▸ How to complete this task
Copy exactly the lines from the start of the data below through the one that carries "between two points.", and only those.

[Collected data entries]
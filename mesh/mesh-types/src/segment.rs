//! Line segment facet, the boundary element of planar problems.

use nalgebra::{Point3, Vector3};

#[cfg(feature = "serde")]
use serde::{Deserialize, Serialize};

use crate::triangle::{separated_on_axis, tolerance_for};
use crate::{Aabb, Facet};

/// A line segment between two points.
///
/// In two-dimensional problems the wall is a polyline and every edge is a
/// `Segment` lying in the `z = 0` plane; the type itself works in 3D.
///
/// # Example
///
/// ```
/// use mesh_types::{Facet, Point3, Segment};
///
/// let seg = Segment::new(Point3::new(0.0, 0.0, 0.0), Point3::new(10.0, 0.0, 0.0));
/// let p = seg.closest_point(&Point3::new(5.0, 5.0, 0.0));
/// assert_eq!(p, Point3::new(5.0, 0.0, 0.0));
/// ```
#[derive(Debug, Clone, Copy, PartialEq)]
#[cfg_attr(feature = "serde", derive(Serialize, Deserialize))]
pub struct Segment {
    /// Start point.
    pub a: Point3<f64>,
    /// End point.
    pub b: Point3<f64>,
}

impl Segment {
    /// Create a segment from its endpoints.
    #[inline]
    #[must_use]
    pub const fn new(a: Point3<f64>, b: Point3<f64>) -> Self {
        Self { a, b }
    }

    /// Create a segment in the `z = 0` plane from 2D coordinates.
    #[inline]
    #[must_use]
    pub fn planar(a: [f64; 2], b: [f64; 2]) -> Self {
        Self::new(Point3::new(a[0], a[1], 0.0), Point3::new(b[0], b[1], 0.0))
    }

    /// Direction vector from `a` to `b` (not normalized).
    #[inline]
    #[must_use]
    pub fn direction(&self) -> Vector3<f64> {
        self.b - self.a
    }

    /// Segment length.
    #[inline]
    #[must_use]
    pub fn length(&self) -> f64 {
        self.direction().norm()
    }
}

impl Facet for Segment {
    fn extent(&self) -> Aabb {
        Aabb::new(self.a, self.b)
    }

    fn centroid(&self) -> Point3<f64> {
        nalgebra::center(&self.a, &self.b)
    }

    /// Clamp-projection onto the segment. A zero-length segment returns `a`.
    fn closest_point(&self, query: &Point3<f64>) -> Point3<f64> {
        let ab = self.direction();
        let len_sq = ab.norm_squared();
        if len_sq == 0.0 {
            return self.a;
        }
        let t = ((query - self.a).dot(&ab) / len_sq).clamp(0.0, 1.0);
        self.a + ab * t
    }

    fn intersects_aabb(&self, aabb: &Aabb) -> bool {
        let tol = tolerance_for(aabb);
        if aabb.is_empty() || !self.extent().intersects(&aabb.expanded(tol)) {
            return false;
        }
        let c = aabb.center();
        let half = aabb.size() * 0.5;
        let points = [self.a - c, self.b - c];
        let d = self.direction();
        ![Vector3::x(), Vector3::y(), Vector3::z()]
            .iter()
            .any(|unit| separated_on_axis(&unit.cross(&d), &points, &half, tol))
    }
}

#[cfg(test)]
mod tests {
    use super::*;
    use approx::assert_relative_eq;

    #[test]
    fn closest_point_clamps_to_endpoints() {
        let seg = Segment::new(Point3::new(0.0, 0.0, 0.0), Point3::new(10.0, 0.0, 0.0));
        assert_eq!(seg.closest_point(&Point3::new(-5.0, 0.0, 0.0)), seg.a);
        assert_eq!(seg.closest_point(&Point3::new(15.0, 3.0, 0.0)), seg.b);
    }

    #[test]
    fn zero_length_segment() {
        let p = Point3::new(1.0, 2.0, 3.0);
        let seg = Segment::new(p, p);
        assert_eq!(seg.closest_point(&Point3::origin()), p);
        assert_relative_eq!(seg.length(), 0.0);
    }

    #[test]
    fn planar_constructor_sets_z_zero() {
        let seg = Segment::planar([1.0, 2.0], [3.0, 4.0]);
        assert_relative_eq!(seg.a.z, 0.0);
        assert_relative_eq!(seg.b.z, 0.0);
        assert_relative_eq!(seg.centroid().x, 2.0);
    }

    #[test]
    fn diagonal_segment_misses_corner_box() {
        let seg = Segment::planar([0.0, 0.0], [1.0, 1.0]);
        let corner = Aabb::new(Point3::new(0.7, 0.0, -0.1), Point3::new(1.0, 0.2, 0.1));
        assert!(seg.extent().intersects(&corner));
        assert!(!seg.intersects_aabb(&corner));

        let crossing = Aabb::new(Point3::new(0.4, 0.4, -0.1), Point3::new(0.6, 0.6, 0.1));
        assert!(seg.intersects_aabb(&crossing));
    }
}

▸ Output below
filename mesh/mesh-types/src/segment.rs
//! Line segment facet, the boundary element of planar problems.

use nalgebra::{Point3, Vector3};

#[cfg(feature = "serde")]
use serde::{Deserialize, Serialize};

use crate::triangle::{separated_on_axis, tolerance_for};
use crate::{Aabb, Facet};

/// A line segment between two points.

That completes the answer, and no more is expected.